## [Your assignment]
Go through the data below and return each line containing the word "FilterEngine".

## [Material for this task]
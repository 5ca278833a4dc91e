//! # Anime Filters Store
//!
//! Persistence for per-chat (or global) anime filter lists.
//!
//! ## Backends
//!
//! ```text
//! LabelStore (async trait)
//!     │
//!     ├──> JsonFileStore
//!     │      └─> { "<chat>": { "anime_list": [...], "filters_active": bool } }
//!     │
//!     └──> SqliteStore
//!            └─> labels(scope, label UNIQUE) + scopes(scope, active)
//! ```
//!
//! Both backends honor the same [`Partition`] (per-chat vs. one shared list) and
//! [`LabelOrder`] (insertion vs. lexicographic) settings.
//!
//! ## Example
//!
//! ```no_run
//! use anime_filters_store::{open_store, StoreConfig};
//!
//! #[tokio::main]
//! async fn main() -> anyhow::Result<()> {
//!     let store = open_store(&StoreConfig::default()).await?;
//!     store.add_label("-100123", "Jujutsu Kaisen").await?;
//!
//!     for label in store.labels("-100123").await? {
//!         println!("• {label}");
//!     }
//!     Ok(())
//! }
//! ```

mod config;
mod error;
mod file_lock;
mod json_store;
mod paths;
mod sqlite_store;
mod store;
mod types;

pub use config::{
    Backend, LabelOrder, Partition, StoreConfig, DEFAULT_JSON_PATH, DEFAULT_SQLITE_PATH,
    GLOBAL_SCOPE,
};
pub use error::{Result, StoreError};
pub use file_lock::{store_write_lock_wait_ms_last, store_write_lock_wait_ms_max};
pub use json_store::JsonFileStore;
pub use paths::corrupt_backup_path;
pub use sqlite_store::SqliteStore;
pub use store::{open_store, LabelStore};
pub use types::{page_range, AddOutcome, LabelPage, StoreDescriptor, StoreStats};
/// Splits raw `/filters` input into labels.
///
/// Input containing a comma is split on commas; anything else is one label.
/// Pieces are trimmed and empty pieces dropped, so `"a, , b,"` yields `["a", "b"]`.
#[must_use]
pub fn split_labels(raw: &str) -> Vec<String> {
    let pieces: Vec<&str> = if raw.contains(',') {
        raw.split(',').collect()
    } else {
        vec![raw]
    };
    pieces
        .into_iter()
        .map(str::trim)
        .filter(|piece| !piece.is_empty())
        .map(str::to_string)
        .collect()
}
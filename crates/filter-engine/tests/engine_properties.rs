use anime_filters_engine::{EngineConfig, FilterEngine, FilterError};
use anime_filters_store::{open_store, Backend, LabelOrder, Partition, StoreConfig};
use pretty_assertions::assert_eq;
use tempfile::TempDir;

const CHAT: &str = "-1001234567890";

async fn engine_with(
    tmp: &TempDir,
    backend: Backend,
    partition: Partition,
    order: LabelOrder,
) -> FilterEngine {
    let config = StoreConfig {
        backend,
        path: Some(tmp.path().join(backend.default_path())),
        partition,
        order,
    };
    let store = open_store(&config).await.expect("open store");
    FilterEngine::new(store, EngineConfig::default())
}

async fn engines(tmp: &TempDir) -> Vec<FilterEngine> {
    let mut engines = Vec::new();
    for backend in [Backend::Json, Backend::Sqlite] {
        engines.push(engine_with(tmp, backend, Partition::Scoped, LabelOrder::Insertion).await);
    }
    engines
}

#[tokio::test]
async fn add_one_is_idempotent() {
    let tmp = TempDir::new().unwrap();
    for engine in engines(&tmp).await {
        let before = engine.count(CHAT).await;

        let first = engine.add_one(CHAT, "Naruto").await.unwrap();
        let second = engine.add_one(CHAT, "  Naruto ").await.unwrap();

        assert!(first.added);
        assert!(!second.added);
        assert_eq!(second.label, "Naruto");
        assert_eq!(second.current_total, before + 1);
        assert_eq!(engine.count(CHAT).await, before + 1);
    }
}

#[tokio::test]
async fn add_one_rejects_blank_input() {
    let tmp = TempDir::new().unwrap();
    for engine in engines(&tmp).await {
        assert!(matches!(
            engine.add_one(CHAT, "   ").await,
            Err(FilterError::EmptyInput)
        ));
        assert!(matches!(
            engine.add_batch(CHAT, " , ,").await,
            Err(FilterError::EmptyInput)
        ));
        assert_eq!(engine.count(CHAT).await, 0);
    }
}

#[tokio::test]
async fn insertion_order_is_preserved() {
    let tmp = TempDir::new().unwrap();
    for engine in engines(&tmp).await {
        let mut duplicates = Vec::new();
        for label in ["A", "B", "A", "C"] {
            if !engine.add_one(CHAT, label).await.unwrap().added {
                duplicates.push(label);
            }
        }

        let list = engine.list(CHAT).await.unwrap();
        assert_eq!(list.labels, vec!["A", "B", "C"]);
        assert_eq!(list.count, 3);
        assert_eq!(duplicates, vec!["A"]);
    }
}

#[tokio::test]
async fn batch_add_reports_added_and_duplicates() {
    let tmp = TempDir::new().unwrap();
    for engine in engines(&tmp).await {
        let result = engine
            .add_batch(CHAT, "Naruto, One Piece,  , Naruto")
            .await
            .unwrap();

        assert_eq!(result.added_count, 2);
        assert_eq!(result.added, vec!["Naruto", "One Piece"]);
        assert_eq!(result.duplicates, vec!["Naruto"]);
        assert_eq!(result.current_total, 2);

        let again = engine.add_batch(CHAT, "Bleach, One Piece").await.unwrap();
        assert_eq!(again.added_count, 1);
        assert_eq!(again.duplicates, vec!["One Piece"]);
        assert_eq!(again.current_total, 3);
    }
}

#[tokio::test]
async fn batch_without_comma_is_a_single_label() {
    let tmp = TempDir::new().unwrap();
    for engine in engines(&tmp).await {
        let result = engine.add_batch(CHAT, "  Jujutsu Kaisen  ").await.unwrap();
        assert_eq!(result.added, vec!["Jujutsu Kaisen"]);
        assert_eq!(engine.list(CHAT).await.unwrap().labels, vec!["Jujutsu Kaisen"]);
    }
}

#[tokio::test]
async fn pagination_math() {
    let tmp = TempDir::new().unwrap();
    for engine in engines(&tmp).await {
        let names: Vec<String> = (0..120).map(|i| format!("Anime {i:03}")).collect();
        let result = engine.add_batch(CHAT, &names.join(", ")).await.unwrap();
        assert_eq!(result.added_count, 120);

        let first = engine.list_page_sized(CHAT, 0, 50).await.unwrap();
        assert_eq!(first.total_pages, 3);
        assert_eq!(first.total_count, 120);
        assert_eq!(first.items.len(), 50);
        assert_eq!(first.items[0], "Anime 000");

        let last = engine.list_page_sized(CHAT, 2, 50).await.unwrap();
        assert_eq!(last.items.len(), 20);
        assert_eq!(last.items[0], "Anime 100");
        assert_eq!(last.items[19], "Anime 119");
        assert!(!last.has_next());

        let beyond = engine.list_page_sized(CHAT, 5, 50).await.unwrap();
        assert!(beyond.items.is_empty());
        assert_eq!(beyond.total_pages, 3);
        assert_eq!(beyond.page_index, 5);

        let negative = engine.list_page_sized(CHAT, -4, 50).await.unwrap();
        assert_eq!(negative.page_index, 0);
        assert_eq!(negative.items, first.items);

        let default_size = engine.list_page(CHAT, 1).await.unwrap();
        assert_eq!(default_size.page_size, 50);
        assert_eq!(default_size.items[0], "Anime 050");
    }
}

#[tokio::test]
async fn empty_scope_pages_as_one_empty_page() {
    let tmp = TempDir::new().unwrap();
    for engine in engines(&tmp).await {
        let page = engine.list_page(CHAT, 0).await.unwrap();
        assert!(page.items.is_empty());
        assert_eq!(page.total_pages, 1);
        assert_eq!(page.total_count, 0);
    }
}

#[tokio::test]
async fn search_is_case_sensitive_containment_in_scope_order() {
    let tmp = TempDir::new().unwrap();
    for engine in engines(&tmp).await {
        engine
            .add_batch(CHAT, "One Piece, Naruto, Onepunch Man, Bones")
            .await
            .unwrap();

        assert_eq!(engine.search(CHAT, "one").await.unwrap(), vec!["Bones"]);
        assert_eq!(
            engine.search(CHAT, " One ").await.unwrap(),
            vec!["One Piece", "Onepunch Man"]
        );
        assert!(engine.search(CHAT, "Bleach").await.unwrap().is_empty());
        assert!(matches!(
            engine.search(CHAT, "  ").await,
            Err(FilterError::EmptyQuery)
        ));
    }
}

#[tokio::test]
async fn sorted_order_applies_everywhere() {
    let tmp = TempDir::new().unwrap();
    for backend in [Backend::Json, Backend::Sqlite] {
        let engine = engine_with(&tmp, backend, Partition::Scoped, LabelOrder::Sorted).await;
        engine
            .add_batch(CHAT, "Naruto, Bleach, One Piece, Berserk")
            .await
            .unwrap();

        assert_eq!(
            engine.list(CHAT).await.unwrap().labels,
            vec!["Berserk", "Bleach", "Naruto", "One Piece"]
        );
        assert_eq!(
            engine.list_page_sized(CHAT, 1, 2).await.unwrap().items,
            vec!["Naruto", "One Piece"]
        );
        assert_eq!(
            engine.search(CHAT, "e").await.unwrap(),
            vec!["Berserk", "Bleach", "One Piece"]
        );
    }
}

#[tokio::test]
async fn empty_and_inactive_are_distinct() {
    let tmp = TempDir::new().unwrap();
    for engine in engines(&tmp).await {
        assert!(matches!(engine.list(CHAT).await, Err(FilterError::Empty)));

        engine.add_batch(CHAT, "Naruto, Bleach").await.unwrap();
        engine.set_active(CHAT, false).await.unwrap();
        assert!(matches!(engine.list(CHAT).await, Err(FilterError::Inactive)));
        assert!(matches!(
            engine.list_page(CHAT, 0).await,
            Err(FilterError::Inactive)
        ));
        assert_eq!(engine.search(CHAT, "Naruto").await.unwrap(), vec!["Naruto"]);

        engine.set_active(CHAT, true).await.unwrap();
        assert_eq!(
            engine.list(CHAT).await.unwrap().labels,
            vec!["Naruto", "Bleach"]
        );
    }
}

#[tokio::test]
async fn stopping_an_unknown_chat_creates_it_inactive() {
    let tmp = TempDir::new().unwrap();
    for engine in engines(&tmp).await {
        engine.set_active("fresh", false).await.unwrap();
        assert!(!engine.is_active("fresh").await);
        assert_eq!(engine.count("fresh").await, 0);

        // Empty is checked before Inactive.
        assert!(matches!(engine.list("fresh").await, Err(FilterError::Empty)));
        let page = engine.list_page("fresh", 0).await.unwrap();
        assert!(page.items.is_empty());
        assert_eq!(page.total_pages, 1);
    }
}

#[tokio::test]
async fn state_survives_reopen() {
    let tmp = TempDir::new().unwrap();
    for backend in [Backend::Json, Backend::Sqlite] {
        {
            let engine =
                engine_with(&tmp, backend, Partition::Scoped, LabelOrder::Insertion).await;
            engine.add_batch(CHAT, "Naruto, Bleach, Berserk").await.unwrap();
            engine.set_active(CHAT, false).await.unwrap();
            engine.add_one("other", "Monster").await.unwrap();
        }

        let reopened = engine_with(&tmp, backend, Partition::Scoped, LabelOrder::Insertion).await;
        assert!(!reopened.is_active(CHAT).await);
        reopened.set_active(CHAT, true).await.unwrap();
        assert_eq!(
            reopened.list(CHAT).await.unwrap().labels,
            vec!["Naruto", "Bleach", "Berserk"]
        );
        assert_eq!(reopened.list("other").await.unwrap().labels, vec!["Monster"]);
    }
}

#[tokio::test]
async fn global_partition_shares_list_across_chats() {
    let tmp = TempDir::new().unwrap();
    for backend in [Backend::Json, Backend::Sqlite] {
        let engine = engine_with(&tmp, backend, Partition::Global, LabelOrder::Insertion).await;
        engine.add_one("chat-a", "Naruto").await.unwrap();

        let result = engine.add_one("chat-b", "Naruto").await.unwrap();
        assert!(!result.added);
        assert_eq!(engine.list("chat-c").await.unwrap().labels, vec!["Naruto"]);
    }
}
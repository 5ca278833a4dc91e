use std::path::{Path, PathBuf};

pub const LOCK_SUFFIX: &str = ".lock";
pub const TEMP_SUFFIX: &str = ".tmp";
pub const CORRUPT_SUFFIX: &str = ".corrupt";

/// `data/anime_data.json` + `.lock` -> `data/anime_data.json.lock`
#[must_use]
pub fn sibling_path(path: &Path, suffix: &str) -> PathBuf {
    let mut name = path
        .file_name()
        .map(|n| n.to_os_string())
        .unwrap_or_default();
    name.push(suffix);
    path.with_file_name(name)
}

#[must_use]
pub fn corrupt_backup_path(store_path: &Path) -> PathBuf {
    sibling_path(store_path, CORRUPT_SUFFIX)
}

/// Moves a malformed store file aside and returns where it went. Earlier
/// backups are kept: `<file>.corrupt`, then `<file>.corrupt.1`, `.2`, ...
pub(crate) async fn quarantine_corrupt_file(path: &Path, reason: &str) -> std::io::Result<PathBuf> {
    let first = corrupt_backup_path(path);
    let mut backup = first.clone();
    let mut attempt = 1u32;
    while tokio::fs::try_exists(&backup).await? {
        backup = sibling_path(&first, &format!(".{attempt}"));
        attempt += 1;
    }
    log::warn!(
        "Store file {} is malformed ({reason}); moving it to {} and starting empty",
        path.display(),
        backup.display()
    );
    tokio::fs::rename(path, &backup).await?;
    Ok(backup)
}

pub(crate) async fn ensure_parent_dir(path: &Path) -> std::io::Result<()> {
    match path.parent() {
        Some(parent) if !parent.as_os_str().is_empty() => tokio::fs::create_dir_all(parent).await,
        _ => Ok(()),
    }
}
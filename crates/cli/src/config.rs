use anime_filters_engine::{EngineConfig, DEFAULT_PAGE_SIZE};
use anime_filters_store::{Backend, LabelOrder, Partition, StoreConfig};
use anyhow::{Context, Result};
use serde::{Deserialize, Serialize};
use std::path::{Path, PathBuf};
use std::str::FromStr;

pub const CONFIG_FILE_NAME: &str = "anime-filters.toml";

pub const ENV_BACKEND: &str = "ANIME_FILTERS_BACKEND";
pub const ENV_DATA: &str = "ANIME_FILTERS_DATA";
pub const ENV_PARTITION: &str = "ANIME_FILTERS_PARTITION";
pub const ENV_ORDER: &str = "ANIME_FILTERS_ORDER";
pub const ENV_PAGE_SIZE: &str = "ANIME_FILTERS_PAGE_SIZE";

/// Effective settings: defaults < TOML file < environment < CLI flags.
#[derive(Debug, Clone, PartialEq, Eq, Serialize, Deserialize)]
#[serde(default)]
pub struct AppConfig {
    pub store: StoreConfig,
    pub page_size: usize,
    /// `add` splits comma-separated input when set; otherwise the whole
    /// argument is one label.
    pub batch_add: bool,
}

impl Default for AppConfig {
    fn default() -> Self {
        Self {
            store: StoreConfig::default(),
            page_size: DEFAULT_PAGE_SIZE,
            batch_add: true,
        }
    }
}

#[derive(Debug, Clone, Default)]
pub struct ConfigOverrides {
    pub backend: Option<Backend>,
    pub data: Option<PathBuf>,
    pub partition: Option<Partition>,
    pub order: Option<LabelOrder>,
    pub page_size: Option<usize>,
}

impl AppConfig {
    pub fn from_toml_str(raw: &str) -> Result<Self> {
        let config: Self = toml::from_str(raw).context("Invalid TOML configuration")?;
        config.validate()?;
        Ok(config)
    }

    pub fn load_file(path: &Path) -> Result<Self> {
        let raw = std::fs::read_to_string(path)
            .with_context(|| format!("Cannot read config {}", path.display()))?;
        Self::from_toml_str(&raw).with_context(|| format!("In config {}", path.display()))
    }

    /// Explicit path must exist; otherwise `anime-filters.toml` in `dir` is used
    /// when present, else defaults.
    pub fn discover(explicit: Option<&Path>, dir: &Path) -> Result<Self> {
        if let Some(path) = explicit {
            return Self::load_file(path);
        }
        let candidate = dir.join(CONFIG_FILE_NAME);
        if candidate.is_file() {
            log::debug!("Using config {}", candidate.display());
            return Self::load_file(&candidate);
        }
        Ok(Self::default())
    }

    pub fn apply_env(&mut self, lookup: impl Fn(&str) -> Option<String>) -> Result<()> {
        if let Some(raw) = lookup(ENV_BACKEND) {
            self.store.backend = parse_env(ENV_BACKEND, &raw)?;
        }
        if let Some(raw) = lookup(ENV_DATA).filter(|raw| !raw.trim().is_empty()) {
            self.store.path = Some(PathBuf::from(raw));
        }
        if let Some(raw) = lookup(ENV_PARTITION) {
            self.store.partition = parse_env(ENV_PARTITION, &raw)?;
        }
        if let Some(raw) = lookup(ENV_ORDER) {
            self.store.order = parse_env(ENV_ORDER, &raw)?;
        }
        if let Some(raw) = lookup(ENV_PAGE_SIZE) {
            self.page_size = raw
                .trim()
                .parse()
                .with_context(|| format!("{ENV_PAGE_SIZE}={raw:?} is not a page size"))?;
        }
        self.validate()
    }

    pub fn apply_overrides(&mut self, overrides: &ConfigOverrides) -> Result<()> {
        if let Some(backend) = overrides.backend {
            self.store.backend = backend;
        }
        if let Some(data) = &overrides.data {
            self.store.path = Some(data.clone());
        }
        if let Some(partition) = overrides.partition {
            self.store.partition = partition;
        }
        if let Some(order) = overrides.order {
            self.store.order = order;
        }
        if let Some(page_size) = overrides.page_size {
            self.page_size = page_size;
        }
        self.validate()
    }

    #[must_use]
    pub const fn engine_config(&self) -> EngineConfig {
        EngineConfig {
            page_size: self.page_size,
        }
    }

    fn validate(&self) -> Result<()> {
        if self.page_size == 0 {
            anyhow::bail!("page_size must be at least 1");
        }
        Ok(())
    }
}

fn parse_env<T: FromStr<Err = String>>(name: &str, raw: &str) -> Result<T> {
    raw.parse()
        .map_err(|err: String| anyhow::anyhow!(err))
        .with_context(|| format!("Invalid {name}"))
}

## [Response to the exercise]
use anime_filters_engine::{EngineConfig, FilterEngine, FilterError};
) -> FilterEngine {
    FilterEngine::new(store, EngineConfig::default())
async fn engines(tmp: &TempDir) -> Vec<FilterEngine> {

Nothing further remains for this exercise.